The other day my 10 year old son asked me what puberty was.  Caught a little off guard, I turned it around and asked him what he thought it was.  “Well”, he began “Jay says it’s when your penis grows and you get hair down there.”  Then he continued “Does everyone go through puberty?  Did you go through it?  Did Dad?  Will I?”  Taking a deep mental breath, I answered his questions calmly and simply.  “Yes, everyone goes through it, yes, Dad and I went through it and you will too, but not for a couple of years yet.”  Satisfied for the moment, he went about his 10 year old business.  That little exchange reminded me that I’m wrestling with my own hair issues, and I don’t mean the hair down there.  Because while my son, before long, will be sprinting down the road to adolescence, I’m slip-sliding along the perimenopause path, and confronting a rather disturbing side effect.

Currently hurtling through my 40s, I’m told that this grim turn of events is caused by a disruption in the delicate balance of the female sex hormones, sort of a second puberty.  This go round on the hormone rollercoaster has resulted in dark, thick, coarse masculine hair sprouting on my chin.  Not just one or two, more like 17 at last count, which was this morning.  They look like the kind of facial hair I guess my son will be sporting in a few years.  Ironic, isn’t it?

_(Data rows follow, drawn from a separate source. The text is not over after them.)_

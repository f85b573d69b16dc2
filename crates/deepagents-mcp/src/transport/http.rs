//! Streamable HTTP transport.
//!
//! Every client message is a POST to the server URL. The reply body is either
//! a single JSON message or an SSE stream carrying one or more messages; both
//! end up in a FIFO queue drained by `receive`. The `mcp-session-id` header
//! handed out by the server is echoed on every later request.
//!
//! ```rust,ignore
//! let transport = HttpTransport::builder("https://mcp.example.com/mcp")
//!     .header("Authorization", "Bearer token")
//!     .build()?;
//! let client = McpClient::connect(transport).await?;
//! ```

use crate::protocol::McpError;
use crate::transport::Transport;
use async_trait::async_trait;
use eventsource_stream::Eventsource;
use futures::StreamExt;
use reqwest::header::{HeaderMap, HeaderName, HeaderValue, ACCEPT, CONTENT_TYPE};
use std::collections::{BTreeMap, VecDeque};
use std::time::Duration;
use tracing::{debug, trace};

pub const SESSION_HEADER: &str = "mcp-session-id";

pub struct HttpTransport {
    url: String,
    client: reqwest::Client,
    headers: BTreeMap<String, String>,
    session_id: Option<String>,
    inbox: VecDeque<String>,
    connected: bool,
}

impl HttpTransport {
    pub fn builder(url: impl Into<String>) -> HttpTransportBuilder {
        HttpTransportBuilder {
            url: url.into(),
            headers: BTreeMap::new(),
            timeout: Duration::from_secs(30),
        }
    }

    pub fn url(&self) -> &str {
        &self.url
    }

    pub fn session_id(&self) -> Option<&str> {
        self.session_id.as_deref()
    }

    fn request(&self, method: reqwest::Method) -> Result<reqwest::RequestBuilder, McpError> {
        let mut headers = header_map(&self.headers)?;
        if let Some(session) = &self.session_id {
            let value = HeaderValue::from_str(session)
                .map_err(|e| McpError::transport(format!("invalid session id: {}", e)))?;
            headers.insert(HeaderName::from_static(SESSION_HEADER), value);
        }
        Ok(self.client.request(method, &self.url).headers(headers))
    }
}

pub struct HttpTransportBuilder {
    url: String,
    headers: BTreeMap<String, String>,
    timeout: Duration,
}

impl HttpTransportBuilder {
    pub fn header(mut self, key: impl Into<String>, value: impl Into<String>) -> Self {
        self.headers.insert(key.into(), value.into());
        self
    }

    pub fn headers<I, K, V>(mut self, headers: I) -> Self
    where
        I: IntoIterator<Item = (K, V)>,
        K: Into<String>,
        V: Into<String>,
    {
        self.headers
            .extend(headers.into_iter().map(|(k, v)| (k.into(), v.into())));
        self
    }

    pub fn timeout(mut self, timeout: Duration) -> Self {
        self.timeout = timeout;
        self
    }

    pub fn build(self) -> Result<HttpTransport, McpError> {
        // Reject bad header names now rather than on first send
        header_map(&self.headers)?;

        let client = reqwest::Client::builder()
            .timeout(self.timeout)
            .build()
            .map_err(|e| McpError::transport(format!("failed to create HTTP client: {}", e)))?;

        Ok(HttpTransport {
            url: self.url,
            client,
            headers: self.headers,
            session_id: None,
            inbox: VecDeque::new(),
            connected: true,
        })
    }
}

pub(crate) fn header_map(headers: &BTreeMap<String, String>) -> Result<HeaderMap, McpError> {
    let mut map = HeaderMap::new();
    for (key, value) in headers {
        let name = HeaderName::from_bytes(key.as_bytes())
            .map_err(|e| McpError::transport(format!("invalid header name '{}': {}", key, e)))?;
        let value = HeaderValue::from_str(value)
            .map_err(|e| McpError::transport(format!("invalid value for header '{}': {}", key, e)))?;
        map.insert(name, value);
    }
    Ok(map)
}

/// True for a JSON-RPC response (as opposed to a request or notification).
pub(crate) fn is_response(raw: &str) -> bool {
    match serde_json::from_str::<serde_json::Value>(raw) {
        Ok(value) => value.get("id").is_some() && value.get("method").is_none(),
        Err(_) => false,
    }
}

#[async_trait]
impl Transport for HttpTransport {
    async fn send(&mut self, message: &str) -> Result<(), McpError> {
        if !self.connected {
            return Err(McpError::transport("transport is closed"));
        }
        trace!(url = %self.url, message = %message, "-> http");

        let response = self
            .request(reqwest::Method::POST)?
            .header(CONTENT_TYPE, "application/json")
            .header(ACCEPT, "application/json, text/event-stream")
            .body(message.to_string())
            .send()
            .await
            .map_err(|e| McpError::transport(format!("HTTP request failed: {}", e)))?;

        if let Some(session) = response
            .headers()
            .get(SESSION_HEADER)
            .and_then(|v| v.to_str().ok())
        {
            if self.session_id.as_deref() != Some(session) {
                debug!(url = %self.url, "MCP session established");
                self.session_id = Some(session.to_string());
            }
        }

        let status = response.status();
        if !status.is_success() {
            let body = response.text().await.unwrap_or_default();
            return Err(McpError::transport(format!("HTTP {}: {}", status, body.trim())));
        }
        if status == reqwest::StatusCode::ACCEPTED {
            return Ok(());
        }

        let is_stream = response
            .headers()
            .get(CONTENT_TYPE)
            .and_then(|v| v.to_str().ok())
            .map_or(false, |ct| ct.starts_with("text/event-stream"));

        if is_stream {
            let mut events = std::pin::pin!(response.bytes_stream().eventsource());
            while let Some(event) = events.next().await {
                let event =
                    event.map_err(|e| McpError::transport(format!("SSE stream error: {}", e)))?;
                if event.data.trim().is_empty() {
                    continue;
                }
                let done = is_response(&event.data);
                self.inbox.push_back(event.data);
                if done {
                    break;
                }
            }
        } else {
            let body = response
                .text()
                .await
                .map_err(|e| McpError::transport(format!("failed to read response: {}", e)))?;
            let body = body.trim();
            if !body.is_empty() {
                self.inbox.push_back(body.to_string());
            }
        }
        Ok(())
    }

    async fn receive(&mut self) -> Result<String, McpError> {
        match self.inbox.pop_front() {
            Some(message) => {
                trace!(url = %self.url, message = %message, "<- http");
                Ok(message)
            }
            None => Err(McpError::transport("no pending message from HTTP server")),
        }
    }

    async fn close(&mut self) -> Result<(), McpError> {
        if !self.connected {
            return Ok(());
        }
        self.connected = false;
        if self.session_id.is_some() {
            // Servers may not support session termination; ignore the outcome
            if let Ok(request) = self.request(reqwest::Method::DELETE) {
                let _ = request.send().await;
            }
        }
        Ok(())
    }

    fn is_connected(&self) -> bool {
        self.connected
    }
}

impl std::fmt::Debug for HttpTransport {
    fn fmt(&self, f: &mut std::fmt::Formatter<'_>) -> std::fmt::Result {
        f.debug_struct("HttpTransport")
            .field("url", &self.url)
            .field("headers", &self.headers.keys().collect::<Vec<_>>())
            .field("session", &self.session_id.is_some())
            .field("connected", &self.connected)
            .finish()
    }
}
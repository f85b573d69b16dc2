//! Core types for the `deepagents-custom` CLI.
//!
//! This crate turns a `--model` string and an environment snapshot into a
//! provider connection descriptor, and defines the trait seams (tools and the
//! agent harness) that the CLI wires together. Nothing here performs I/O
//! beyond reading process environment variables.

pub mod env;
pub mod harness;
pub mod messaging;
pub mod provider;
pub mod tools;

pub use env::EnvSnapshot;
pub use harness::{AgentHarness, HarnessDescriptor};
pub use messaging::{AgentMessage, MessageRole};
pub use provider::{
    detect, resolve, ApiKey, ErrorKind, ModelSpec, ProviderConfig, ProviderEntry, ProviderId,
    ProviderRegistry, ProviderReport, ProviderStatus, ResolveError,
};
pub use tools::{Tool, ToolBox, ToolMetadata, ToolRegistry, ToolSchema};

But the indignity doesn’t end there.  Not only am I now competing with hubby to see who wears their 5 o’clock shadow best, but a couple of these unwanted whiskers have the audacity to grow in WHITE!  As if having chin hair wasn’t appalling enough, I am sprouting salt and pepper chin hair.  George Clooney might be able to pull off this look, but I feel like Ringling Brothers is going to knock on my door and offer me a sideshow gig any minute now.

While there’s not quite enough hair to coax into a trendy soul patch, there is enough that something has to be done about it.  My grooming tool of choice is the tweezers.  I’ve tried waxing, but that tends to make me break out (there goes that puberty thing again), and I’m not ready to go all pharmaceutical just yet.  So, as each one pops up, I reach for my trusty Tweezerman and pluck it.   Quickly.  Painfully.   

I’m hoping once actual menopause hits and the hormones start leveling off, this issue will resolve itself (are you listening, creeping belly fat??).  If only I could transfer those hairs to my eyelash line, which seems to be thinning out as quickly as my hubby’s hairline.  That’s what you’ll see if you open the medicine cabinet at my house – an assortment of tweezers and a bottle of Rogaine – midlife, here we come!

If you’re at this point in your life, what physical or emotional changes are you experiencing?  Please let me know what’s ahead!